В похожем смысле о модерне рассуждает и Беньямин, называя его временем ада. По мысли Беньямина, на чью концепцию катастрофы, в частности, я здесь опираюсь и которую пытаюсь дополнить, речь идет не просто о вечном повторении или возвращении, а «скорее о том, что именно в самых новейших проявлениях лицо мира остается неизменным, что это новейшее остается во всех отношениях одним и тем же. В этом заключается вечность ада»[6]. Не любое время является временем ада, а именно модерн − время вечного повторения нового (которое автор сравнивает с наказаниями грешников), время товара, «неспособное ответить на новые технологические возможности новым социальным порядком»[7]. «Установить совокупность характеристик, определяющих “модерн”, − значит, изобразить ад», − заключает Беньямин[8]. Не претендуя на изображение ада, я лишь обращусь к рассмотрению некоторых характеристик, определяющих его время. Таких характеристик я выделю три: повторение (катастрофическая петля), обращенность в прошлое (время свершившейся катастрофы) и минимальное различие.
Я уже затронула тему повторения, или катастрофической петли, но прежде, чем возвратиться к ней на новом витке развития мысли, стоит обратить внимание на вторую характеристику − обращенность в прошлое. История и психоанализ учат нас, что вначале была травма или даже серия травматических событий, к которым теперь бесконечно отсылает наш новый опыт. Что говорят нам историки, когда речь заходит о таких коллективных травмах, как война, Холокост, ГУЛАГ или геноцид? Что травмы могут быть проработаны, что функция коллективной памяти заключается в том, чтобы пролить свет на эти события, донести их до нашего знания и сознания и таким образом предотвратить их повторение в будущем. В свою очередь психоанализ − по крайней мере в качестве клинической практики (а не теоретической доктрины) − обращается к индивидуальному травматическому опыту, дающему о себе знать посредством ряда симптомов, потенциально подлежащих не то чтобы коррекции, но все-таки некоторой терапии. Я, конечно, упрощаю, но только для того, чтобы обозначить точку пересечения этих двух аналитических практик, а именно: представление о настоящем, которое можно исцелить, исправить, и будущем, которое через это исцеление возможно каким-то образом спасти. В обоих случаях, однако, необходима отсылка к травматическому прошлому, бремя которого, давя на настоящее, угрожает будущему.

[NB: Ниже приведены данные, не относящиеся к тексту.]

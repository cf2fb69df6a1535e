//! Coil signal chain: spectral analysis and target detection
//!
//! Pure, allocation-free processing invoked by the firmware's signal task:
//!
//! - [`spectrum`]: half-buffer demux, real FFT, polar form, dominant bin
//! - [`detector`]: threshold/rise decision and phase difference
//! - [`synth`]: synthetic coil waveforms for tests and the simulator
//!
//! Nothing here touches hardware or synchronisation; the firmware crate owns
//! the state and decides which task calls what.
#![cfg_attr(not(test), no_std)]
#![deny(clippy::unwrap_used)]
#![warn(missing_docs)]

pub mod detector;
pub mod spectrum;
pub mod synth;

pub use detector::{Detection, DetectorState, Reading};
pub use spectrum::{CycleOutput, Polar, SignalProcessor, GUARD_BINS};
//! Dual-channel acquisition types and buffer sizing.
//!
//! ADC1 (TX coil) and ADC2 (RX coil) run in dual regular-simultaneous mode.
//! Each conversion produces one 32-bit word that DMA writes into the circular
//! sample buffer: ADC1 in the low half-word, ADC2 in the high half-word.
//!
//! ```text
//! SampleBuffer: [SamplePair; SAMPLE_BUFFER_LEN]
//!   ├── first half  (pairs 0..1024):    ready on the half-transfer event (HALF)
//!   └── second half (pairs 1024..2048): ready on the transfer-complete event (FULL)
//! ```
//!
//! DMA always writes the half that the signal task is *not* reading; the
//! HALF/FULL tag tells the consumer which half has just become stable.

/// Number of dual-channel sample pairs in the circular DMA buffer.
pub const SAMPLE_BUFFER_LEN: usize = 2048;

/// Number of pairs in one buffer half (one processing cycle).
pub const HALF_BUFFER_LEN: usize = SAMPLE_BUFFER_LEN / 2;

/// Real FFT length: one half buffer per channel.
pub const FFT_LEN: usize = HALF_BUFFER_LEN;

/// Number of frequency bins kept after the real FFT (quarter buffer).
pub const BIN_COUNT: usize = FFT_LEN / 2;

/// Full-scale code of the 12-bit converters.
pub const ADC_MAX_VALUE: u16 = 4095;

/// ADC reference voltage in volts.
pub const REF_VOLTAGE: f32 = 3.3;

/// One simultaneous conversion of both coil channels.
///
/// Layout matches the ADC common data register in dual mode, so a
/// `[SamplePair; N]` can be handed to DMA directly.
#[derive(Debug, Clone, Copy, PartialEq, Eq, Default)]
#[cfg_attr(feature = "defmt", derive(defmt::Format))]
#[repr(C)]
pub struct SamplePair {
    /// ADC1 code: transmit coil.
    pub tx: u16,
    /// ADC2 code: receive coil.
    pub rx: u16,
}

impl SamplePair {
    /// A zeroed pair, usable in `const` initialisers.
    pub const ZERO: Self = Self { tx: 0, rx: 0 };

    /// Create a pair from raw converter codes.
    pub const fn new(tx: u16, rx: u16) -> Self {
        Self { tx, rx }
    }

    /// Convert a raw converter code to volts at the pin.
    pub fn to_volts(code: u16) -> f32 {
        f32::from(code) * REF_VOLTAGE / f32::from(ADC_MAX_VALUE)
    }
}

/// Which half of the circular buffer has just been completed by DMA.
///
/// Encoded on the wire between interrupt and task as a single byte.
#[derive(Debug, Clone, Copy, PartialEq, Eq)]
#[cfg_attr(feature = "defmt", derive(defmt::Format))]
#[repr(u8)]
pub enum BufferHalf {
    /// Half-transfer event: pairs `0..HALF_BUFFER_LEN` are stable.
    Half = 0,
    /// Transfer-complete event: pairs `HALF_BUFFER_LEN..SAMPLE_BUFFER_LEN` are stable.
    Full = 1,
}

impl BufferHalf {
    /// Index of the first pair belonging to this half.
    pub const fn offset(self) -> usize {
        match self {
            Self::Half => 0,
            Self::Full => HALF_BUFFER_LEN,
        }
    }

    /// Pair index range covered by this half.
    pub const fn range(self) -> core::ops::Range<usize> {
        let start = self.offset();
        #[allow(clippy::arithmetic_side_effects)] // offset() <= HALF_BUFFER_LEN; sum <= SAMPLE_BUFFER_LEN
        let end = start + HALF_BUFFER_LEN;
        start..end
    }

    /// The half that DMA is filling while this one is being read.
    pub const fn other(self) -> Self {
        match self {
            Self::Half => Self::Full,
            Self::Full => Self::Half,
        }
    }
}

impl From<BufferHalf> for u8 {
    fn from(half: BufferHalf) -> Self {
        half as u8
    }
}

impl TryFrom<u8> for BufferHalf {
    type Error = u8;

    fn try_from(tag: u8) -> Result<Self, Self::Error> {
        match tag {
            0 => Ok(Self::Half),
            1 => Ok(Self::Full),
            other => Err(other),
        }
    }
}
//! Pipeline integration tests: DMA notification → signal task → alert/UI.
// Integration test file: expect/unwrap/panic are intentional test mechanisms.
#![allow(
    clippy::unwrap_used,
    clippy::expect_used,
    clippy::panic,
    clippy::arithmetic_side_effects,
    clippy::large_stack_arrays
)]
//!
//! Drives the three tasks one step at a time on the host. The sample buffer
//! is written from the CPU in place of DMA, and "still pending" is checked by
//! racing a task step against an immediately-ready future.
//!
//! Run with: cargo test -p firmware --test integration_pipeline

use core::future::ready;

use embassy_futures::select::{select, Either};
use firmware::{AcquisitionBuffer, AudioTask, PipelineContext, SignalTask, UiTask};
use platform::mocks::{MockAlertOutput, MockDelay, MockDisplay};
use platform::{BufferHalf, ChartMode, PipelineConfig, SamplePair, HALF_BUFFER_LEN};
use sensing::synth::{CoilSignal, Tone};
use sensing::{Detection, SignalProcessor};

const BIN: usize = 64;

struct Rig {
    ctx: &'static PipelineContext,
    buffer: &'static AcquisitionBuffer,
    processor: Option<&'static mut SignalProcessor>,
}

impl Rig {
    fn new(config: PipelineConfig) -> Self {
        let ctx: &'static PipelineContext = Box::leak(Box::new(PipelineContext::new()));
        ctx.start(&config);
        Self {
            ctx,
            buffer: Box::leak(Box::new(AcquisitionBuffer::new())),
            processor: Some(Box::leak(Box::new(SignalProcessor::new()))),
        }
    }

    fn signal_task(&mut self) -> SignalTask<'static> {
        SignalTask::new(self.ctx, self.buffer, self.processor.take().unwrap())
    }

    fn audio_task(&self) -> AudioTask<'static, MockAlertOutput, MockDelay> {
        AudioTask::new(self.ctx.alert(), MockAlertOutput::new(), MockDelay::new(), 250)
    }

    /// Fill `half` with an RX tone of `amplitude` codes at `BIN`.
    fn load(&self, half: BufferHalf, amplitude: f32) {
        let signal = CoilSignal::new(2048, Tone::new(BIN, 500.0, 0.0), Tone::new(BIN, amplitude, -0.5));
        let mut samples = Box::new([SamplePair::ZERO; HALF_BUFFER_LEN]);
        signal.fill(&mut samples[..]);
        // SAFETY: no DMA on the host and no outstanding read of this half.
        unsafe { self.buffer.write_half(half, &samples) };
    }
}

fn quiet(gb: u16, sens: u16) -> PipelineConfig {
    PipelineConfig::handheld()
        .with_detector(gb, sens)
        .with_startup_chirp(false)
}

/// Rising magnitude above ground balance is detected; a further rise smaller
/// than the sensitivity is not.
#[tokio::test]
async fn detection_then_sub_threshold_rise() {
    let mut rig = Rig::new(quiet(100, 20));
    let mut signal = rig.signal_task();
    let mut audio = rig.audio_task();
    let mut ui = UiTask::new(rig.ctx, MockDisplay::new(ChartMode::TimeDomain), MockDelay::new(), &quiet(100, 20));

    // Amplitude 300 → magnitude 150: above 100 and above 0 + 20.
    rig.load(BufferHalf::Half, 300.0);
    assert!(rig.ctx.notifier().on_half_transfer());
    let report = signal.run_cycle().await;
    assert_eq!(report.half, BufferHalf::Half);
    assert_eq!(report.dominant_bin, BIN);
    assert!((report.reading.rx_magnitude - 150.0).abs() < 1.0);
    assert!(report.detection.is_target());
    assert!(rig.ctx.alert().is_pending());

    audio.pulse_once().await.unwrap();
    assert_eq!(audio.output().levels(), &[true, false]);
    assert_eq!(audio.delay().calls_ms(), &[250]);

    ui.frame();
    let depth = ui.display().depth_updates()[0];
    assert!(depth.abs_diff(50) <= 1, "depth {depth}");
    let phase = ui.display().phase_updates()[0];
    assert!(phase.abs_diff(28) <= 1, "phase {phase}");

    // Amplitude 310 → magnitude 155: 155 <= 150 + 20, no target.
    rig.load(BufferHalf::Full, 310.0);
    assert!(rig.ctx.notifier().on_transfer_complete());
    let report = signal.run_cycle().await;
    assert_eq!(report.half, BufferHalf::Full);
    assert_eq!(report.detection, Detection::NoTarget);
    assert!(!rig.ctx.alert().is_pending());
    assert_eq!(signal.detector().last_magnitude, report.reading.rx_magnitude);

    let stats = rig.ctx.stats().snapshot();
    assert_eq!(stats.cycles, 2);
    assert_eq!(stats.detections, 1);
}

/// Two notifications before the signal task runs yield one cycle on the
/// first half; the second is dropped and counted.
#[tokio::test]
async fn notifications_coalesce_in_the_mailbox() {
    let mut rig = Rig::new(quiet(0, 0));
    let mut signal = rig.signal_task();

    assert!(rig.ctx.notifier().on_half_transfer());
    assert!(!rig.ctx.notifier().on_transfer_complete());

    let report = signal.run_cycle().await;
    assert_eq!(report.half, BufferHalf::Half);

    match select(signal.run_cycle(), ready(())).await {
        Either::First(report) => panic!("unexpected second cycle on {:?}", report.half),
        Either::Second(()) => {}
    }

    let stats = rig.ctx.stats().snapshot();
    assert_eq!(stats.cycles, 1);
    assert_eq!(stats.dropped_notifications, 1);
}

/// Several detections before the audio task runs produce a single pulse.
#[tokio::test]
async fn alerts_coalesce_into_one_pulse() {
    let mut rig = Rig::new(quiet(0, 0));
    let mut signal = rig.signal_task();
    let mut audio = rig.audio_task();

    rig.load(BufferHalf::Half, 200.0);
    rig.load(BufferHalf::Full, 400.0);
    assert!(signal.process_half(BufferHalf::Half).detection.is_target());
    assert!(signal.process_half(BufferHalf::Full).detection.is_target());

    audio.pulse_once().await.unwrap();
    match select(audio.pulse_once(), ready(())).await {
        Either::First(_) => panic!("second pulse without a new alert"),
        Either::Second(()) => {}
    }
    assert_eq!(audio.output().pulse_count(), 1);
    assert_eq!(rig.ctx.stats().snapshot().detections, 2);
}

/// The boot chirp pulses once with no detection at all.
#[tokio::test]
async fn startup_chirp_pulses_once() {
    let rig = Rig::new(PipelineConfig::handheld());
    let mut audio = rig.audio_task();

    audio.pulse_once().await.unwrap();
    assert_eq!(audio.output().pulse_count(), 1);
    match select(audio.pulse_once(), ready(())).await {
        Either::First(_) => panic!("chirp must pulse only once"),
        Either::Second(()) => {}
    }
}

#[tokio::test]
async fn no_chirp_means_silence_at_boot() {
    let rig = Rig::new(quiet(0, 0));
    let mut audio = rig.audio_task();

    match select(audio.pulse_once(), ready(())).await {
        Either::First(_) => panic!("pulse without chirp or detection"),
        Either::Second(()) => {}
    }
    assert!(audio.output().levels().is_empty());
}

/// All-zero input reports bin 0 and, with zero thresholds, no target
/// (0 is not greater than 0).
#[tokio::test]
async fn silent_buffer_reports_bin_zero() {
    let mut rig = Rig::new(quiet(0, 0));
    let mut signal = rig.signal_task();

    rig.ctx.notifier().on_transfer_complete();
    let report = signal.run_cycle().await;
    assert_eq!(report.dominant_bin, 0);
    assert_eq!(report.reading.rx_magnitude, 0.0);
    assert_eq!(report.detection, Detection::NoTarget);
}

/// The UI shows a detection, then falls back to zero once the idle window
/// passes, while streaming the spectrum in frequency mode.
#[tokio::test]
async fn ui_renders_then_resets() {
    let mut rig = Rig::new(quiet(50, 0));
    let mut signal = rig.signal_task();
    let config = PipelineConfig {
        idle_reset_frames: 2,
        ..quiet(50, 0)
    };
    let mut ui = UiTask::new(rig.ctx, MockDisplay::new(ChartMode::FrequencyDomain), MockDelay::new(), &config);

    rig.load(BufferHalf::Half, 300.0);
    signal.process_half(BufferHalf::Half);

    ui.frame();
    let depth = ui.display().depth_updates()[0];
    assert!(depth.abs_diff(100) <= 1, "depth {depth}");
    let peak = ui.display().chart().get(BIN).map(|(_, v)| *v).unwrap();
    assert!((peak - 150.0).abs() < 1.0);

    ui.frame();
    ui.frame();
    ui.frame();
    assert_eq!(ui.display().depth_updates().len(), 2);
    assert_eq!(ui.display().depth_updates().last(), Some(&0));
    assert_eq!(ui.display().phase_updates().last(), Some(&0));
    assert_eq!(ui.display().frames(), 4);
}

/// Ground balance changes made between cycles apply to the next cycle.
#[tokio::test]
async fn runtime_ground_balance_change() {
    let mut rig = Rig::new(quiet(0, 0));
    let mut signal = rig.signal_task();

    rig.ctx.set_ground_balance(1000);
    rig.load(BufferHalf::Half, 300.0);
    assert!(!signal.process_half(BufferHalf::Half).detection.is_target());

    rig.ctx.set_ground_balance(0);
    rig.load(BufferHalf::Full, 400.0);
    assert!(signal.process_half(BufferHalf::Full).detection.is_target());
}
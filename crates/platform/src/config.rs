//! Application configuration and constants
//!
//! Central configuration values used across the firmware. Detector settings
//! given here are only the power-on values; the user adjusts ground balance
//! and sensitivity at runtime and nothing is persisted.

/// The application name
pub const APP_NAME: &str = "Coil Sentinel";

/// Application version (synchronized with Cargo.toml)
pub const APP_VERSION: &str = env!("CARGO_PKG_VERSION");

/// Pipeline timing and power-on settings.
#[derive(Debug, Clone, Copy, PartialEq)]
#[cfg_attr(feature = "defmt", derive(defmt::Format))]
pub struct PipelineConfig {
    /// How long the amplifier stays enabled per alert.
    pub alert_pulse_ms: u32,
    /// UI frame period.
    pub ui_period_ms: u32,
    /// Consecutive frames without detection before indicators return to zero.
    pub idle_reset_frames: u32,
    /// Log pipeline statistics every this many UI frames (0 disables).
    pub stats_log_frames: u32,
    /// Pulse the amplifier once at boot as a speaker self-test.
    pub startup_chirp: bool,
    /// Ground balance applied before the user touches the slider.
    pub initial_ground_balance: u16,
    /// Sensitivity applied before the user touches the slider.
    pub initial_sensitivity: u16,
}

impl PipelineConfig {
    /// Reference configuration of the handheld unit.
    pub const fn handheld() -> Self {
        Self {
            alert_pulse_ms: 250,
            ui_period_ms: 35,
            idle_reset_frames: 35,
            stats_log_frames: 1000,
            startup_chirp: true,
            initial_ground_balance: 0,
            initial_sensitivity: 0,
        }
    }

    /// Set the power-on detector settings.
    pub const fn with_detector(mut self, ground_balance: u16, sensitivity: u16) -> Self {
        self.initial_ground_balance = ground_balance;
        self.initial_sensitivity = sensitivity;
        self
    }

    /// Enable or disable the boot chirp.
    pub const fn with_startup_chirp(mut self, enabled: bool) -> Self {
        self.startup_chirp = enabled;
        self
    }
}

impl Default for PipelineConfig {
    fn default() -> Self {
        Self::handheld()
    }
}
//! Lock-free state shared between the signal task, the UI task, and the
//! configuration inputs.
//!
//! # Consistency contract
//!
//! Every field is an independent atomic. Writers store with `Relaxed`
//! ordering and readers may observe a mix of old and new fields (for example
//! a new phase next to the previous depth, or a chart that is partly from the
//! previous cycle). Each individual value is always a complete `f32`, never
//! torn. The only ordered edge is the `detected` flag of [`SharedResult`],
//! which is set with `Release` after the values it announces and consumed
//! with `Acquire`.

use core::sync::atomic::{AtomicBool, AtomicU32, Ordering};

use platform::{BIN_COUNT, FFT_LEN};
use sensing::{DetectorState, Polar};

/// An `f32` stored as its bit pattern.
struct AtomicF32(AtomicU32);

impl AtomicF32 {
    const fn zero() -> Self {
        Self(AtomicU32::new(0))
    }

    fn load(&self) -> f32 {
        f32::from_bits(self.0.load(Ordering::Relaxed))
    }

    fn store(&self, value: f32) {
        self.0.store(value.to_bits(), Ordering::Relaxed);
    }
}

// Array repeat operand; each element is a fresh atomic.
#[allow(clippy::declare_interior_mutable_const)]
const ZERO_F32: AtomicF32 = AtomicF32::zero();

// ─── Detector settings ───────────────────────────────────────────────────────

/// Ground-balance and sensitivity thresholds, written by the configuration
/// inputs and read by the signal task once per cycle.
///
/// A cycle may see one threshold updated and the other not yet; no
/// validation or range clamping is applied.
pub struct DetectorSettings {
    ground_balance: AtomicF32,
    sensitivity: AtomicF32,
}

impl DetectorSettings {
    /// Both thresholds at zero.
    pub const fn new() -> Self {
        Self {
            ground_balance: AtomicF32::zero(),
            sensitivity: AtomicF32::zero(),
        }
    }

    /// Set the ground-balance threshold.
    pub fn set_ground_balance(&self, value: u16) {
        self.ground_balance.store(f32::from(value));
    }

    /// Set the sensitivity (required rise over the previous magnitude).
    pub fn set_sensitivity(&self, value: u16) {
        self.sensitivity.store(f32::from(value));
    }

    /// Current ground balance.
    pub fn ground_balance(&self) -> f32 {
        self.ground_balance.load()
    }

    /// Current sensitivity.
    pub fn sensitivity(&self) -> f32 {
        self.sensitivity.load()
    }

    /// Copy the current thresholds into `state`, leaving its remembered
    /// magnitude untouched.
    pub fn apply_to(&self, state: &mut DetectorState) {
        state.ground_balance = self.ground_balance();
        state.sensitivity = self.sensitivity();
    }
}

impl Default for DetectorSettings {
    fn default() -> Self {
        Self::new()
    }
}

// ─── Detection result ────────────────────────────────────────────────────────

/// Values announced by one detection.
#[derive(Debug, Clone, Copy, PartialEq, Default)]
#[cfg_attr(feature = "defmt", derive(defmt::Format))]
pub struct ResultSnapshot {
    /// Phase difference in degrees, `0..=180`.
    pub phase_degrees: f32,
    /// RX magnitude above the ground balance.
    pub depth: f32,
}

/// Latest detection, published by the signal task and consumed by the UI.
///
/// Several detections between two UI frames collapse to the last one written;
/// the UI renders once.
pub struct SharedResult {
    detected: AtomicBool,
    phase_degrees: AtomicF32,
    depth: AtomicF32,
}

impl SharedResult {
    /// No detection pending.
    pub const fn new() -> Self {
        Self {
            detected: AtomicBool::new(false),
            phase_degrees: AtomicF32::zero(),
            depth: AtomicF32::zero(),
        }
    }

    /// Store a detection and raise the flag.
    pub fn publish(&self, phase_degrees: f32, depth: f32) {
        self.phase_degrees.store(phase_degrees);
        self.depth.store(depth);
        self.detected.store(true, Ordering::Release);
    }

    /// Consume the pending detection, clearing the flag.
    pub fn take(&self) -> Option<ResultSnapshot> {
        if self.detected.swap(false, Ordering::Acquire) {
            Some(self.peek())
        } else {
            None
        }
    }

    /// `true` while a detection has not been consumed.
    pub fn is_pending(&self) -> bool {
        self.detected.load(Ordering::Acquire)
    }

    /// Last published values, whether or not they were consumed.
    pub fn peek(&self) -> ResultSnapshot {
        ResultSnapshot {
            phase_degrees: self.phase_degrees.load(),
            depth: self.depth.load(),
        }
    }
}

impl Default for SharedResult {
    fn default() -> Self {
        Self::new()
    }
}

// ─── Scope view ──────────────────────────────────────────────────────────────

/// Chart data of the most recent cycle: both time-domain channels and the
/// RX magnitude spectrum.
///
/// Best-effort: the UI may read a mix of two cycles.
pub struct ScopeView {
    tx_time: [AtomicF32; FFT_LEN],
    rx_time: [AtomicF32; FFT_LEN],
    rx_magnitude: [AtomicF32; BIN_COUNT],
}

impl ScopeView {
    /// All-zero view.
    pub const fn new() -> Self {
        Self {
            tx_time: [ZERO_F32; FFT_LEN],
            rx_time: [ZERO_F32; FFT_LEN],
            rx_magnitude: [ZERO_F32; BIN_COUNT],
        }
    }

    /// Overwrite the time-domain channels.
    pub fn publish_time(&self, tx: &[f32; FFT_LEN], rx: &[f32; FFT_LEN]) {
        for (cell, value) in self.tx_time.iter().zip(tx.iter()) {
            cell.store(*value);
        }
        for (cell, value) in self.rx_time.iter().zip(rx.iter()) {
            cell.store(*value);
        }
    }

    /// Overwrite the RX magnitude spectrum.
    pub fn publish_spectrum(&self, rx: &[Polar; BIN_COUNT]) {
        for (cell, bin) in self.rx_magnitude.iter().zip(rx.iter()) {
            cell.store(bin.magnitude);
        }
    }

    /// TX coil samples, oldest first.
    pub fn tx_time(&self) -> impl Iterator<Item = f32> + '_ {
        self.tx_time.iter().map(AtomicF32::load)
    }

    /// RX coil samples, oldest first.
    pub fn rx_time(&self) -> impl Iterator<Item = f32> + '_ {
        self.rx_time.iter().map(AtomicF32::load)
    }

    /// RX magnitude per bin, DC first.
    pub fn rx_magnitude(&self) -> impl Iterator<Item = f32> + '_ {
        self.rx_magnitude.iter().map(AtomicF32::load)
    }
}

impl Default for ScopeView {
    fn default() -> Self {
        Self::new()
    }
}

// ─── Statistics ──────────────────────────────────────────────────────────────

/// Counters for diagnostics. All wrap on overflow.
pub struct PipelineStats {
    cycles: AtomicU32,
    dropped_notifications: AtomicU32,
    detections: AtomicU32,
}

/// Point-in-time copy of [`PipelineStats`].
#[derive(Debug, Clone, Copy, PartialEq, Eq, Default)]
#[cfg_attr(feature = "defmt", derive(defmt::Format))]
pub struct StatsSnapshot {
    /// Completed processing cycles.
    pub cycles: u32,
    /// Notifications discarded because the mailbox was full.
    pub dropped_notifications: u32,
    /// Cycles that reported a target.
    pub detections: u32,
}

impl PipelineStats {
    /// All counters at zero.
    pub const fn new() -> Self {
        Self {
            cycles: AtomicU32::new(0),
            dropped_notifications: AtomicU32::new(0),
            detections: AtomicU32::new(0),
        }
    }

    pub(crate) fn record_cycle(&self) {
        self.cycles.fetch_add(1, Ordering::Relaxed);
    }

    /// Callable from interrupt context.
    pub(crate) fn record_drop(&self) {
        self.dropped_notifications.fetch_add(1, Ordering::Relaxed);
    }

    pub(crate) fn record_detection(&self) {
        self.detections.fetch_add(1, Ordering::Relaxed);
    }

    /// Read all counters.
    pub fn snapshot(&self) -> StatsSnapshot {
        StatsSnapshot {
            cycles: self.cycles.load(Ordering::Relaxed),
            dropped_notifications: self.dropped_notifications.load(Ordering::Relaxed),
            detections: self.detections.load(Ordering::Relaxed),
        }
    }
}

impl Default for PipelineStats {
    fn default() -> Self {
        Self::new()
    }
}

Характеризуя время модерна, я предлагаю говорить не столько о травме, сколько о катастрофе. Разница в том, что после травмы мы восстанавливаемся, а после катастрофы − нет. Катастрофа оставляет после себя только руины, после нее ничто не заживает. Осмелюсь предположить, что понятая таким образом катастрофа в большей мере, чем коллективная травма, определяет границы сообщества и подлинный смысл того, что мы называем историей (исторические сдвиги не просто сопровождаются, а часто маркируются социальными, гуманитарными или природными катастрофами). Под катастрофами я подразумеваю и то, что люди делают с другими людьми или с природой, и то, что природа и боги делают с людьми: войны, геноцид, ураганы, землетрясения, извержения вулканов, наводнения и, конечно, конец света.
Однако главным образом меня волнует катастрофа настоящего, вдруг обнаруживающего себя как необратимость. Ничего не изменить; самое худшее только что произошло: твой друг, твой любимый, твой ребенок только что умер, жираф в зоопарке умер, Бог умер (смерть Бога − парадигматическое событие модерна[9]), ты сам только что умер или проснулся в собственной постели в виде огромного и жуткого насекомого, как Грегор Замза в «Превращении» Кафки. И с этим ничего уже нельзя поделать. Вот что такое катастрофа. Что бы ни говорили, ее время не в будущем, а в настоящем, которое мы можем ухватить только как прошлое. Само время катастрофично.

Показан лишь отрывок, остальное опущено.